The charities asked Stowell if she, with the consent of the attorney general, would refer a question about the operation of charity investment law to the Charity Tribunal.
In its letter, the group says it hopes to clarify whether charities are expected to align their investments with their charitable objects and their commitment to benefit wider society.
It says the current expectations for charity trustees are unclear for a number of reasons:
- The relevant case law is outdated and insufficient - the last time the courts considered the issue was nearly 30 years ago;
- Climate change is developing and public opinion is changing;
- OSCR, the Scottish charity regulator, has changed its guidance for charity investors to "make sure that investments are not inconsistent with the charity’s purposes";
- The Charity Commission's CC14 is "potentially misleading" in that it fails to address the issue of conflicts between investments and charitable objects.
The letter says "there is a limit to the clarity which Charity Commission guidance alone is able to bring".
‘Concurrent legal issues’
The group said there is currently not a regulatory requirement for charities to have a responsible investment policy, however some of its members argue that trustees have duties not to make investments that might conflict with their charity’s objects.

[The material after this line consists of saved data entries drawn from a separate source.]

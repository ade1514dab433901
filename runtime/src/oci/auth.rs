//! Registry authentication challenges and bearer token caching.

use std::collections::HashMap;
use std::time::{Duration, Instant};

use dockboot_core::error::{ConvertError, Result};
use parking_lot::Mutex;
use serde::Deserialize;

/// Tokens without `expires_in` are assumed to live this long.
const DEFAULT_TOKEN_TTL: Duration = Duration::from_secs(60);

/// Parsed `WWW-Authenticate` header.
#[derive(Debug, Clone, PartialEq, Eq)]
pub enum Challenge {
    Bearer {
        realm: String,
        service: Option<String>,
        scope: Option<String>,
    },
    Basic,
}

impl Challenge {
    /// Parse a challenge like
    /// `Bearer realm="https://auth.docker.io/token",service="registry.docker.io"`.
    pub fn parse(header: &str) -> Result<Self> {
        let header = header.trim();
        let (scheme, rest) = header.split_once(' ').unwrap_or((header, ""));
        let params = parse_params(rest);

        match scheme.to_ascii_lowercase().as_str() {
            "bearer" => {
                let realm = params.get("realm").cloned().ok_or_else(|| {
                    ConvertError::Protocol(format!("Bearer challenge without realm: {}", header))
                })?;
                Ok(Challenge::Bearer {
                    realm,
                    service: params.get("service").cloned(),
                    scope: params.get("scope").cloned(),
                })
            }
            "basic" => Ok(Challenge::Basic),
            other => Err(ConvertError::Protocol(format!(
                "Unsupported authentication scheme '{}'",
                other
            ))),
        }
    }
}

/// Split `k="v",k2=v2` honoring quotes (scopes may contain commas).
fn parse_params(input: &str) -> HashMap<String, String> {
    let mut params = HashMap::new();
    let mut chars = input.chars().peekable();

    loop {
        while matches!(chars.peek(), Some(c) if *c == ',' || c.is_whitespace()) {
            chars.next();
        }
        let mut key = String::new();
        while let Some(&c) = chars.peek() {
            if c == '=' {
                break;
            }
            key.push(c);
            chars.next();
        }
        if chars.next().is_none() {
            break;
        }
        let mut value = String::new();
        if chars.peek() == Some(&'"') {
            chars.next();
            while let Some(c) = chars.next() {
                match c {
                    '\\' => {
                        if let Some(escaped) = chars.next() {
                            value.push(escaped);
                        }
                    }
                    '"' => break,
                    c => value.push(c),
                }
            }
        } else {
            while let Some(&c) = chars.peek() {
                if c == ',' {
                    break;
                }
                value.push(c);
                chars.next();
            }
        }
        params.insert(key.trim().to_ascii_lowercase(), value.trim().to_string());
    }
    params
}

/// Token endpoint response; registries use either field name.
#[derive(Debug, Deserialize)]
pub struct TokenResponse {
    token: Option<String>,
    access_token: Option<String>,
    expires_in: Option<u64>,
}

impl TokenResponse {
    pub fn into_token(self) -> Result<(String, Option<Duration>)> {
        let ttl = self.expires_in.map(Duration::from_secs);
        self.token
            .or(self.access_token)
            .filter(|t| !t.is_empty())
            .map(|t| (t, ttl))
            .ok_or_else(|| ConvertError::Protocol("Token response carries no token".to_string()))
    }
}

struct CachedToken {
    token: String,
    expires_at: Instant,
}

/// Bearer tokens keyed by `(registry, scope)`.
#[derive(Default)]
pub struct TokenCache {
    tokens: Mutex<HashMap<String, CachedToken>>,
}

impl TokenCache {
    pub fn new() -> Self {
        Self::default()
    }

    pub fn get(&self, key: &str) -> Option<String> {
        let mut tokens = self.tokens.lock();
        match tokens.get(key) {
            Some(cached) if cached.expires_at > Instant::now() => Some(cached.token.clone()),
            Some(_) => {
                tokens.remove(key);
                None
            }
            None => None,
        }
    }

    pub fn insert(&self, key: &str, token: String, ttl: Option<Duration>) {
        let ttl = ttl.unwrap_or(DEFAULT_TOKEN_TTL);
        self.tokens.lock().insert(
            key.to_string(),
            CachedToken {
                token,
                expires_at: Instant::now() + ttl,
            },
        );
    }

    pub fn invalidate(&self, key: &str) {
        self.tokens.lock().remove(key);
    }
}

/// Pull scope for a repository.
pub fn pull_scope(repository: &str) -> String {
    format!("repository:{}:pull", repository)
}
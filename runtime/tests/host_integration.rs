//! Integration tests against the real host: loop devices, mkfs, mount, GRUB.
//!
//! ## Prerequisites
//!
//! - root (loop devices, mount, mknod)
//! - `losetup`, `mkfs.ext4`, `chroot` and `grub-install` on the host
//! - Internet access for the full conversion test
//!
//! ## Running
//!
//! ```bash
//! sudo -E cargo test -p dockboot-runtime --test host_integration -- --ignored --nocapture
//! ```
//!
//! Tests are `#[ignore]` by default because they need privileges and
//! network access.

use std::fs::File;
use std::process::Command;
use std::sync::Arc;

use dockboot_core::{ConvertConfig, ProgressReporter};
use dockboot_runtime::disk::{AttachmentLock, BlockAttachment, PartitionTable};
use dockboot_runtime::{
    check_disk_support, ConversionRequest, Converter, DiskLayout, HostBackend, ResourceKind,
    ResourceTracker,
};
use tempfile::TempDir;
use tokio_util::sync::CancellationToken;

const MIB: u64 = 1024 * 1024;

/// Loop devices currently backed by `image`, per `losetup -j`.
fn loop_devices_for(image: &std::path::Path) -> String {
    let output = Command::new("losetup")
        .arg("-j")
        .arg(image)
        .output()
        .expect("losetup should run");
    String::from_utf8_lossy(&output.stdout).trim().to_string()
}

fn mounts_under(dir: &std::path::Path) -> Vec<String> {
    let mounts = std::fs::read_to_string("/proc/self/mounts").unwrap_or_default();
    let prefix = dir.to_string_lossy().to_string();
    mounts
        .lines()
        .filter_map(|l| l.split_whitespace().nth(1))
        .filter(|m| m.starts_with(&prefix))
        .map(str::to_string)
        .collect()
}

#[test]
fn test_unprivileged_host_fails_fast() {
    if nix::unistd::geteuid().is_root() {
        return;
    }
    let err = check_disk_support(false).unwrap_err();
    assert!(err.to_string().contains("root"), "{}", err);
}

#[test]
#[ignore]
fn test_attach_detach_real_loop_device() {
    let dir = TempDir::new().unwrap();
    let image = dir.path().join("disk.img");

    let layout = DiskLayout::plan(&ConvertConfig::default(), 512 * MIB).unwrap();
    let file = File::create(&image).unwrap();
    file.set_len(layout.total_bytes).unwrap();
    let mut file = std::fs::OpenOptions::new().write(true).open(&image).unwrap();
    PartitionTable::from_layout(&layout)
        .unwrap()
        .write_to(&mut file)
        .unwrap();
    drop(file);

    let tracker = ResourceTracker::new();
    let backend = Arc::new(HostBackend::new());
    let attachment =
        BlockAttachment::acquire(&tracker, backend.clone(), &image, layout.partitions.len()).unwrap();
    assert!(attachment.device().partition(1).unwrap().exists());
    assert!(!loop_devices_for(&image).is_empty());

    // A second claim on the same backing file is refused while attached.
    assert!(BlockAttachment::acquire(&tracker, backend, &image, 1).is_err());

    attachment.release(&tracker).unwrap();
    assert!(tracker.active(ResourceKind::BlockAttachment).is_empty());
    assert!(loop_devices_for(&image).is_empty());
    assert!(AttachmentLock::acquire(&image).is_ok());
}

#[tokio::test]
#[ignore]
async fn test_convert_alpine_end_to_end() {
    let dir = TempDir::new().unwrap();
    let output = dir.path().join("alpine.img");
    let config = ConvertConfig {
        workspace_dir: Some(dir.path().join("work")),
        ..Default::default()
    };

    let converted = Converter::new(config)
        .unwrap()
        .convert(
            ConversionRequest::new("alpine:3.19", 512 * MIB, &output),
            ProgressReporter::new(|u| eprintln!("{:>5.1}% {} {}", u.fraction * 100.0, u.phase, u.message)),
            CancellationToken::new(),
        )
        .await
        .unwrap();

    assert_eq!(converted.image_path, output);
    assert_eq!(std::fs::metadata(&output).unwrap().len(), 512 * MIB);
    let table = PartitionTable::read_from(&mut File::open(&output).unwrap()).unwrap();
    assert_eq!(table.bootable().count(), 1);

    assert!(loop_devices_for(&output).is_empty());
    assert!(mounts_under(dir.path()).is_empty());
    assert!(AttachmentLock::acquire(&output).is_ok());
}

#[tokio::test]
#[ignore]
async fn test_cancelled_conversion_leaves_nothing_behind() {
    let dir = TempDir::new().unwrap();
    let output = dir.path().join("cancelled.img");
    let config = ConvertConfig {
        workspace_dir: Some(dir.path().join("work")),
        ..Default::default()
    };

    let cancel = CancellationToken::new();
    let trigger = cancel.clone();
    let reporter = ProgressReporter::new(move |u| {
        if u.phase == dockboot_core::Phase::Populate {
            trigger.cancel();
        }
    });

    let failure = Converter::new(config)
        .unwrap()
        .convert(ConversionRequest::new("alpine:3.19", 512 * MIB, &output), reporter, cancel)
        .await
        .unwrap_err();

    assert_eq!(failure.phase, dockboot_core::Phase::Populate);
    assert!(!output.exists());
    assert!(mounts_under(dir.path()).is_empty());
    assert_eq!(std::fs::read_dir(dir.path().join("work")).unwrap().count(), 0);
}
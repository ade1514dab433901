//! Target platform (`os/arch[/variant]`) parsing and matching.

use std::fmt;

use dockboot_core::error::{ConvertError, Result};
use serde::{Deserialize, Serialize};

/// Requested or advertised image platform.
#[derive(Debug, Clone, PartialEq, Eq, Hash, Serialize, Deserialize)]
pub struct Platform {
    pub os: String,
    pub architecture: String,
    #[serde(default, skip_serializing_if = "Option::is_none")]
    pub variant: Option<String>,
}

impl Platform {
    pub fn new(os: &str, architecture: &str, variant: Option<&str>) -> Self {
        Self {
            os: os.to_string(),
            architecture: normalize_arch(architecture).to_string(),
            variant: variant.map(str::to_string),
        }
    }

    /// Parse `os/arch[/variant]`; a bare `arch` means `linux/arch`.
    pub fn parse(s: &str) -> Result<Self> {
        let parts: Vec<&str> = s.trim().split('/').collect();
        let invalid = || {
            ConvertError::InvalidReference(format!(
                "Invalid platform '{}': expected os/arch[/variant]",
                s
            ))
        };
        if parts.iter().any(|p| p.is_empty()) {
            return Err(invalid());
        }
        match parts.as_slice() {
            [arch] => Ok(Self::new("linux", arch, None)),
            [os, arch] => Ok(Self::new(os, arch, None)),
            [os, arch, variant] => Ok(Self::new(os, arch, Some(variant))),
            _ => Err(invalid()),
        }
    }

    /// Platform of the running host.
    pub fn host() -> Self {
        Self::new("linux", std::env::consts::ARCH, None)
    }

    /// Index entries for attestations and signatures, not images.
    pub fn is_attestation(&self) -> bool {
        self.os == "unknown" || self.architecture == "unknown"
    }

    /// Whether an index entry advertising `candidate` satisfies this request.
    pub fn matches(&self, candidate: &Platform) -> bool {
        if self.os != candidate.os || self.architecture != normalize_arch(&candidate.architecture)
        {
            return false;
        }
        match &self.variant {
            None => true,
            Some(wanted) => {
                let have = candidate
                    .variant
                    .as_deref()
                    .or_else(|| default_variant(&candidate.architecture));
                have == Some(wanted.as_str())
            }
        }
    }
}

impl Default for Platform {
    fn default() -> Self {
        Self::new("linux", "amd64", None)
    }
}

impl fmt::Display for Platform {
    fn fmt(&self, f: &mut fmt::Formatter<'_>) -> fmt::Result {
        write!(f, "{}/{}", self.os, self.architecture)?;
        if let Some(variant) = &self.variant {
            write!(f, "/{}", variant)?;
        }
        Ok(())
    }
}

fn normalize_arch(arch: &str) -> &str {
    match arch {
        "x86_64" | "x86-64" => "amd64",
        "aarch64" => "arm64",
        "i386" | "i686" => "386",
        other => other,
    }
}

fn default_variant(arch: &str) -> Option<&'static str> {
    match normalize_arch(arch) {
        "arm64" => Some("v8"),
        _ => None,
    }
}
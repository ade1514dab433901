//! Conversion phases and progress reporting.

use serde::{Deserialize, Serialize};
use std::fmt;
use std::sync::Arc;

/// Phase of one conversion, in execution order.
#[derive(Debug, Clone, Copy, PartialEq, Eq, Hash, PartialOrd, Ord, Serialize, Deserialize)]
#[serde(rename_all = "snake_case")]
pub enum Phase {
    Resolve,
    Download,
    Assemble,
    Plan,
    Partition,
    Format,
    Populate,
    Bootloader,
    Finalize,
}

impl Phase {
    /// All phases in execution order.
    pub const ALL: [Phase; 9] = [
        Phase::Resolve,
        Phase::Download,
        Phase::Assemble,
        Phase::Plan,
        Phase::Partition,
        Phase::Format,
        Phase::Populate,
        Phase::Bootloader,
        Phase::Finalize,
    ];

    pub fn name(&self) -> &'static str {
        match self {
            Phase::Resolve => "resolve",
            Phase::Download => "download",
            Phase::Assemble => "assemble",
            Phase::Plan => "plan",
            Phase::Partition => "partition",
            Phase::Format => "format",
            Phase::Populate => "populate",
            Phase::Bootloader => "bootloader",
            Phase::Finalize => "finalize",
        }
    }

    /// Overall completion fraction when this phase starts.
    pub fn start_fraction(&self) -> f32 {
        match self {
            Phase::Resolve => 0.0,
            Phase::Download => 0.05,
            Phase::Assemble => 0.45,
            Phase::Plan => 0.6,
            Phase::Partition => 0.62,
            Phase::Format => 0.65,
            Phase::Populate => 0.7,
            Phase::Bootloader => 0.88,
            Phase::Finalize => 0.96,
        }
    }

    /// Overall completion fraction when this phase ends.
    pub fn end_fraction(&self) -> f32 {
        match Phase::ALL.iter().position(|p| p == self) {
            Some(i) if i + 1 < Phase::ALL.len() => Phase::ALL[i + 1].start_fraction(),
            _ => 1.0,
        }
    }
}

impl fmt::Display for Phase {
    fn fmt(&self, f: &mut fmt::Formatter<'_>) -> fmt::Result {
        f.write_str(self.name())
    }
}

/// One progress notification.
#[derive(Debug, Clone, Serialize, Deserialize)]
pub struct ProgressUpdate {
    /// Phase the update belongs to
    pub phase: Phase,

    /// Overall completion in `[0, 1]`
    pub fraction: f32,

    /// Human-readable detail
    pub message: String,

    /// Timestamp
    pub timestamp: chrono::DateTime<chrono::Utc>,
}

type ProgressFn = dyn Fn(&ProgressUpdate) + Send + Sync;

/// Progress callback handed in by the front-end.
#[derive(Clone)]
pub struct ProgressReporter {
    callback: Option<Arc<ProgressFn>>,
}

impl ProgressReporter {
    /// Create a reporter that invokes `callback` for every update.
    pub fn new(callback: impl Fn(&ProgressUpdate) + Send + Sync + 'static) -> Self {
        Self {
            callback: Some(Arc::new(callback)),
        }
    }

    /// Create a reporter that drops every update.
    pub fn silent() -> Self {
        Self { callback: None }
    }

    /// Report the start of a phase.
    pub fn phase_started(&self, phase: Phase, message: impl Into<String>) {
        self.emit(phase, phase.start_fraction(), message.into());
    }

    /// Report the end of a phase.
    pub fn phase_finished(&self, phase: Phase, message: impl Into<String>) {
        self.emit(phase, phase.end_fraction(), message.into());
    }

    /// Report progress inside a phase; `within` is the phase-local fraction.
    pub fn phase_progress(&self, phase: Phase, within: f32, message: impl Into<String>) {
        let start = phase.start_fraction();
        let span = phase.end_fraction() - start;
        self.emit(phase, start + span * within.clamp(0.0, 1.0), message.into());
    }

    fn emit(&self, phase: Phase, fraction: f32, message: String) {
        tracing::debug!(phase = %phase, fraction, message = %message, "Progress");
        if let Some(callback) = &self.callback {
            callback(&ProgressUpdate {
                phase,
                fraction: fraction.clamp(0.0, 1.0),
                message,
                timestamp: chrono::Utc::now(),
            });
        }
    }
}

impl Default for ProgressReporter {
    fn default() -> Self {
        Self::silent()
    }
}

impl fmt::Debug for ProgressReporter {
    fn fmt(&self, f: &mut fmt::Formatter<'_>) -> fmt::Result {
        f.debug_struct("ProgressReporter")
            .field("callback", &self.callback.is_some())
            .finish()
    }
}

Alice Garton, head of climate at ClientEarth, said: “Charity trustees have legal duties to seek financial returns from investing a charity’s assets but they also have duties not to make any investments which might conflict with its charitable purpose.
“A lack of clarity around how these concurrent legal duties should be balanced is fuelling uncertainty for trustees and increasing the risk of their decisions being called into question later.
“By clarifying how trustees should approach this issue, the Charity Commission and Attorney General can provide much-needed certainty as well as positive support for investment in a safe and secure future.”
Meanwhile, Lord Rowan Williams of Oystermouth, the former Archbishop of Canterbury, said: “Investment policy has become a crucial area of moral debate at a time when we are at last recognising the urgency of issues around climate change.
“It is now of real importance that charity law should be clarified in a way that acknowledges the need to align investment practice with the imperatives of responsibility to and for our global environment.”
NCVO supported the charities' campaign. Sir Stuart Etherington, chief executive, said: “It would be enormously helpful for charities to have greater clarity in this area.
"What’s right for one organisation may not be right for another. Trustees would find it reassuring to be confident that they have the latitude to invest in the way that they think best reflects their charity’s strategy, values and mission.”
Commission recommends other options
The Charity Commission welcomed the letter but suggested that a reference to the Charity Tribunal might not be the best method to achieve greater clarity over trustees' investment responsibilities.
Rebecca Fry, head of legal policy, said: “We agree that public attitudes to the broad issue of ethical investment by charities have moved on and we are sympathetic to calls for greater clarity for trustees.
"However, a reference to the Tribunal could be costly, time-consuming and its outcome, by definition, uncertain.
"There are other options to consider which might achieve a better outcome and greater clarity and confidence in the scope trustees have for investing their charity’s money in line with their purposes, ethos and values."
'We need to be careful'
The Charities Aid Foundation, meanwhile, urged caution against creating "universal prohibitions on particular investment areas that might stop charity trustees from fulfilling their mission".
Sir John Low, chief executive, said: “Official guidance already makes it clear that trustees can adopt responsible investment policies and have to justify their investment decisions but we do need to do more to ensure that these important issues are understood and applied more effectively.
“There are many powerful ways in which charities can use investments to further their mission and tackle issues like climate change, health, poverty, inequality and human rights so it is vital that they have the freedom to take a stand on the issues that are most important for their mission and the people they serve.
“Our experience from offering ethical funds over many years is that the moral judgements involved are often very complex and challenging.
"We do need to be careful not to create universal prohibitions on particular investment areas that might stop charity trustees from fulfilling their mission."